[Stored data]
*** Begin section ***
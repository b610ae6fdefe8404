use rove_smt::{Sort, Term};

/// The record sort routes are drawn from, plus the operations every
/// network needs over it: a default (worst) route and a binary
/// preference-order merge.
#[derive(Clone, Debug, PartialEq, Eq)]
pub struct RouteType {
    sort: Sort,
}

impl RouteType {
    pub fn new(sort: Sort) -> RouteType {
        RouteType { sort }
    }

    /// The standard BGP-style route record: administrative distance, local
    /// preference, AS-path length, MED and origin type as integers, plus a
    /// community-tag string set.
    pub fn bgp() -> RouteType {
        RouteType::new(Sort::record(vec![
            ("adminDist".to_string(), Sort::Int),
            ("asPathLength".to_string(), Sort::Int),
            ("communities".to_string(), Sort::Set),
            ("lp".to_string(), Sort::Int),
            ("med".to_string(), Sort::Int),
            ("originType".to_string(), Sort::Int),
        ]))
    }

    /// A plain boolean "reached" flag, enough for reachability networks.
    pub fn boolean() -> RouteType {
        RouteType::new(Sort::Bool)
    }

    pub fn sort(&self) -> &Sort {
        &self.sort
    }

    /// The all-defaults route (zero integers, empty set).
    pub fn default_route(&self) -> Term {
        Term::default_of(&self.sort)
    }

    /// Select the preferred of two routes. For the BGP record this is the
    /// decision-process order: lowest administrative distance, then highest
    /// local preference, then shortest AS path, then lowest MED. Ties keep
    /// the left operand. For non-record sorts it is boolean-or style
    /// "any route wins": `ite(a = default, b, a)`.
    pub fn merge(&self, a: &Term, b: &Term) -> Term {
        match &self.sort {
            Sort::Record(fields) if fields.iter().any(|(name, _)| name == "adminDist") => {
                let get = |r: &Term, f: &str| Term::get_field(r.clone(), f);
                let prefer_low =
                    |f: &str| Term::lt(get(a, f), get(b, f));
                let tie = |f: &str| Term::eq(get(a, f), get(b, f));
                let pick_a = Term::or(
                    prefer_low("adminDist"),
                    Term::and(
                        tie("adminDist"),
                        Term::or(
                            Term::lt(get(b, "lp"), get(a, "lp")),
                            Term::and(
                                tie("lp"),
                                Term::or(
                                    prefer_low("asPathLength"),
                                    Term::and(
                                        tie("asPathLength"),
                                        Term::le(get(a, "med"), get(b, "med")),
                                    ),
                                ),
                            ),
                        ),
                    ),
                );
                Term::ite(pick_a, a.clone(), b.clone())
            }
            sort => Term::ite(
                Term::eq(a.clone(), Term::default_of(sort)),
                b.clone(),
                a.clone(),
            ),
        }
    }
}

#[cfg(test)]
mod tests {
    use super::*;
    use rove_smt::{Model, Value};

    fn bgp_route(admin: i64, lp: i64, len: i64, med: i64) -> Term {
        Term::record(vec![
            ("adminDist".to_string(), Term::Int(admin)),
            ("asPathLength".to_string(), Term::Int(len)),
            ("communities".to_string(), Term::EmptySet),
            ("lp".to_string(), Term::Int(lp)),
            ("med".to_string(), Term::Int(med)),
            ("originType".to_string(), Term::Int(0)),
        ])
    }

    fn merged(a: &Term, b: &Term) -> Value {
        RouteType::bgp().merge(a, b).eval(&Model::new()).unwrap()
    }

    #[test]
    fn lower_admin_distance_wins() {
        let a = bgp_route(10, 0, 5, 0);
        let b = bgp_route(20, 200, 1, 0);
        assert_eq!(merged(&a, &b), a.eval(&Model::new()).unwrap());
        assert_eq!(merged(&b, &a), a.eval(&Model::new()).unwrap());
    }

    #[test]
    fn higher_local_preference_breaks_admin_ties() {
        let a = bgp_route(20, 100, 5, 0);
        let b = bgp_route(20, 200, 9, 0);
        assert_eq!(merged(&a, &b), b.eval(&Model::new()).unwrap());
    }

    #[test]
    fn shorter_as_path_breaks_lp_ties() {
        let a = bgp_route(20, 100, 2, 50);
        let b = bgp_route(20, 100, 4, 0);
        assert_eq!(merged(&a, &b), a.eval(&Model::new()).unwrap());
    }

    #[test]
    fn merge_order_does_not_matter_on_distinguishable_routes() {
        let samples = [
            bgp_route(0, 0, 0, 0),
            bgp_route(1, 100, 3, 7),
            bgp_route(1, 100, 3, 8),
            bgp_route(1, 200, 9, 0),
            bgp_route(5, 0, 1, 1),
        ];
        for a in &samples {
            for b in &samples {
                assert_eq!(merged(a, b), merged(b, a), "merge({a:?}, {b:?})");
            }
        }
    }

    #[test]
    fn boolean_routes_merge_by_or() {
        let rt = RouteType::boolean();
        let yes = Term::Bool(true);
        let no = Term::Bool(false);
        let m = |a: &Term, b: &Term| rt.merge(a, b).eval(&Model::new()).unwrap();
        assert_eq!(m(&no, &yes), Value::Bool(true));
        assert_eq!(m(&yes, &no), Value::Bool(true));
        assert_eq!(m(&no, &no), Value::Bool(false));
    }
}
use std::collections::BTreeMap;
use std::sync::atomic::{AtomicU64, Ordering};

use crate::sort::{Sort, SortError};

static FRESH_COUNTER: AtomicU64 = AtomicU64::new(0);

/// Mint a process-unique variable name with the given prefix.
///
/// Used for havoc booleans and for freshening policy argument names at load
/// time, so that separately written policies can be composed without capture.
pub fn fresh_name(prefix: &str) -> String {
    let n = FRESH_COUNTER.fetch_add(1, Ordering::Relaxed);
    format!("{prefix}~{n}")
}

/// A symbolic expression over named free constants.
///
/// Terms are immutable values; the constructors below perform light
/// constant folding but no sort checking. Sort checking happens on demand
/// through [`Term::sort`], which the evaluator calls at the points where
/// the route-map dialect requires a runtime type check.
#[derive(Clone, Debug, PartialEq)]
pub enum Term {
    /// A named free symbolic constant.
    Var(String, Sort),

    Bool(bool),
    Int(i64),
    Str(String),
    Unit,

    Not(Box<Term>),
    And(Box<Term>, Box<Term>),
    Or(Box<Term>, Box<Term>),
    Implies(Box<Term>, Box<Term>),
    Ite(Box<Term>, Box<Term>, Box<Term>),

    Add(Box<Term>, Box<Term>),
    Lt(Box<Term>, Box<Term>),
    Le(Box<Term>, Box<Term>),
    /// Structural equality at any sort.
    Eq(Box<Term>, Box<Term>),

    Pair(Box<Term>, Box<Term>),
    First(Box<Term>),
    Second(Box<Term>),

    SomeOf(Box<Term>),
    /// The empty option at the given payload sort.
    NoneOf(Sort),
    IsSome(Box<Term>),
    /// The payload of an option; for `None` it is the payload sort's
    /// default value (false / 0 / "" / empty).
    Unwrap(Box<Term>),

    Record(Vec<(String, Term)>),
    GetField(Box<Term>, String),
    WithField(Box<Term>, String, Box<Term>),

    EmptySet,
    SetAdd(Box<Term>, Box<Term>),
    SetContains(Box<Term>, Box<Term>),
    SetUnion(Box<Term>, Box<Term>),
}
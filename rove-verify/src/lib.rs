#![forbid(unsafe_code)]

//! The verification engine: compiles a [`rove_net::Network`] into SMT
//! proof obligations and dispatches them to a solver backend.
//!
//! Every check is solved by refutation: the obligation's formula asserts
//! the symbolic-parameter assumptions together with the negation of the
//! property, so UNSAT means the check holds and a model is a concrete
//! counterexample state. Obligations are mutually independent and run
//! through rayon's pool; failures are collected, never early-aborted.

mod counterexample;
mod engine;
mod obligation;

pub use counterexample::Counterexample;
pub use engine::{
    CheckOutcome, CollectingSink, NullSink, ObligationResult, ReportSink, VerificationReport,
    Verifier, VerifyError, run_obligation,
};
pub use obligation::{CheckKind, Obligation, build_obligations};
*** End section ***
## Task item
Every entry above should be transcribed exactly as it appears.

## Solution to the exercise
repository b610ae6fdefe8404
use rove_smt::{Sort, Term};

/// The record sort routes are drawn from, plus the operations every
/// network needs over it: a default (worst) route and a binary
/// preference-order merge.
#[derive(Clone, Debug, PartialEq, Eq)]
pub struct RouteType {
    sort: Sort,
}

impl RouteType {
    pub fn new(sort: Sort) -> RouteType {
        RouteType { sort }
    }

    /// The standard BGP-style route record: administrative distance, local
    /// preference, AS-path length, MED and origin type as integers, plus a
    /// community-tag string set.
    pub fn bgp() -> RouteType {
        RouteType::new(Sort::record(vec![
            ("adminDist".to_string(), Sort::Int),
            ("asPathLength".to_string(), Sort::Int),
            ("communities".to_string(), Sort::Set),
            ("lp".to_string(), Sort::Int),
            ("med".to_string(), Sort::Int),
            ("originType".to_string(), Sort::Int),
        ]))
    }

    /// A plain boolean "reached" flag, enough for reachability networks.
    pub fn boolean() -> RouteType {
        RouteType::new(Sort::Bool)
    }

    pub fn sort(&self) -> &Sort {
        &self.sort
    }

    /// The all-defaults route (zero integers, empty set).
    pub fn default_route(&self) -> Term {
        Term::default_of(&self.sort)
    }

    /// Select the preferred of two routes. For the BGP record this is the
    /// decision-process order: lowest administrative distance, then highest
    /// local preference, then shortest AS path, then lowest MED. Ties keep
    /// the left operand. For non-record sorts it is boolean-or style
    /// "any route wins": `ite(a = default, b, a)`.
    pub fn merge(&self, a: &Term, b: &Term) -> Term {
        match &self.sort {
            Sort::Record(fields) if fields.iter().any(|(name, _)| name == "adminDist") => {
                let get = |r: &Term, f: &str| Term::get_field(r.clone(), f);
                let prefer_low =
                    |f: &str| Term::lt(get(a, f), get(b, f));
                let tie = |f: &str| Term::eq(get(a, f), get(b, f));
                let pick_a = Term::or(
                    prefer_low("adminDist"),
                    Term::and(
                        tie("adminDist"),
                        Term::or(
                            Term::lt(get(b, "lp"), get(a, "lp")),
                            Term::and(
                                tie("lp"),
                                Term::or(
                                    prefer_low("asPathLength"),
                                    Term::and(
                                        tie("asPathLength"),
                                        Term::le(get(a, "med"), get(b, "med")),
                                    ),
                                ),
                            ),
                        ),
                    ),
                );
                Term::ite(pick_a, a.clone(), b.clone())
            }
            sort => Term::ite(
                Term::eq(a.clone(), Term::default_of(sort)),
                b.clone(),
                a.clone(),
            ),
        }
    }
}

#[cfg(test)]
mod tests {
    use super::*;
    use rove_smt::{Model, Value};

    fn bgp_route(admin: i64, lp: i64, len: i64, med: i64) -> Term {
        Term::record(vec![
            ("adminDist".to_string(), Term::Int(admin)),
            ("asPathLength".to_string(), Term::Int(len)),
            ("communities".to_string(), Term::EmptySet),
            ("lp".to_string(), Term::Int(lp)),
            ("med".to_string(), Term::Int(med)),
            ("originType".to_string(), Term::Int(0)),
        ])
    }

    fn merged(a: &Term, b: &Term) -> Value {
        RouteType::bgp().merge(a, b).eval(&Model::new()).unwrap()
    }

    #[test]
    fn lower_admin_distance_wins() {
        let a = bgp_route(10, 0, 5, 0);
        let b = bgp_route(20, 200, 1, 0);
        assert_eq!(merged(&a, &b), a.eval(&Model::new()).unwrap());
        assert_eq!(merged(&b, &a), a.eval(&Model::new()).unwrap());
    }

    #[test]
    fn higher_local_preference_breaks_admin_ties() {
        let a = bgp_route(20, 100, 5, 0);
        let b = bgp_route(20, 200, 9, 0);
        assert_eq!(merged(&a, &b), b.eval(&Model::new()).unwrap());
    }

    #[test]
    fn shorter_as_path_breaks_lp_ties() {
        let a = bgp_route(20, 100, 2, 50);
        let b = bgp_route(20, 100, 4, 0);
        assert_eq!(merged(&a, &b), a.eval(&Model::new()).unwrap());
    }

    #[test]
    fn merge_order_does_not_matter_on_distinguishable_routes() {
        let samples = [
            bgp_route(0, 0, 0, 0),
            bgp_route(1, 100, 3, 7),
            bgp_route(1, 100, 3, 8),
            bgp_route(1, 200, 9, 0),
            bgp_route(5, 0, 1, 1),
        ];
        for a in &samples {
            for b in &samples {
                assert_eq!(merged(a, b), merged(b, a), "merge({a:?}, {b:?})");
            }
        }
    }

    #[test]
    fn boolean_routes_merge_by_or() {
        let rt = RouteType::boolean();
        let yes = Term::Bool(true);
        let no = Term::Bool(false);
        let m = |a: &Term, b: &Term| rt.merge(a, b).eval(&Model::new()).unwrap();
        assert_eq!(m(&no, &yes), Value::Bool(true));
        assert_eq!(m(&yes, &no), Value::Bool(true));
        assert_eq!(m(&no, &no), Value::Bool(false));
    }
}
use std::collections::BTreeMap;
use std::sync::atomic::{AtomicU64, Ordering};

use crate::sort::{Sort, SortError};

static FRESH_COUNTER: AtomicU64 = AtomicU64::new(0);

/// Mint a process-unique variable name with the given prefix.
///
/// Used for havoc booleans and for freshening policy argument names at load
/// time, so that separately written policies can be composed without capture.
pub fn fresh_name(prefix: &str) -> String {
    let n = FRESH_COUNTER.fetch_add(1, Ordering::Relaxed);
    format!("{prefix}~{n}")
}

/// A symbolic expression over named free constants.
///
/// Terms are immutable values; the constructors below perform light
/// constant folding but no sort checking. Sort checking happens on demand
/// through [`Term::sort`], which the evaluator calls at the points where
/// the route-map dialect requires a runtime type check.
#[derive(Clone, Debug, PartialEq)]
pub enum Term {
    /// A named free symbolic constant.
    Var(String, Sort),

    Bool(bool),
    Int(i64),
    Str(String),
    Unit,

    Not(Box<Term>),
    And(Box<Term>, Box<Term>),
    Or(Box<Term>, Box<Term>),
    Implies(Box<Term>, Box<Term>),
    Ite(Box<Term>, Box<Term>, Box<Term>),

    Add(Box<Term>, Box<Term>),
    Lt(Box<Term>, Box<Term>),
    Le(Box<Term>, Box<Term>),
    /// Structural equality at any sort.
    Eq(Box<Term>, Box<Term>),

    Pair(Box<Term>, Box<Term>),
    First(Box<Term>),
    Second(Box<Term>),

    SomeOf(Box<Term>),
    /// The empty option at the given payload sort.
    NoneOf(Sort),
    IsSome(Box<Term>),
    /// The payload of an option; for `None` it is the payload sort's
    /// default value (false / 0 / "" / empty).
    Unwrap(Box<Term>),

    Record(Vec<(String, Term)>),
    GetField(Box<Term>, String),
    WithField(Box<Term>, String, Box<Term>),

    EmptySet,
    SetAdd(Box<Term>, Box<Term>),
    SetContains(Box<Term>, Box<Term>),
    SetUnion(Box<Term>, Box<Term>),
}
filename rove-verify/src/lib.rs
#![forbid(unsafe_code)]

//! The verification engine: compiles a [`rove_net::Network`] into SMT
//! proof obligations and dispatches them to a solver backend.
//!
//! Every check is solved by refutation: the obligation's formula asserts
//! the symbolic-parameter assumptions together with the negation of the
//! property, so UNSAT means the check holds and a model is a concrete
//! counterexample state. Obligations are mutually independent and run
//! through rayon's pool; failures are collected, never early-aborted.

mod counterexample;
mod engine;
mod obligation;

pub use counterexample::Counterexample;
pub use engine::{
    CheckOutcome, CollectingSink, NullSink, ObligationResult, ReportSink, VerificationReport,
    Verifier, VerifyError, run_obligation,
};
pub use obligation::{CheckKind, Obligation, build_obligations};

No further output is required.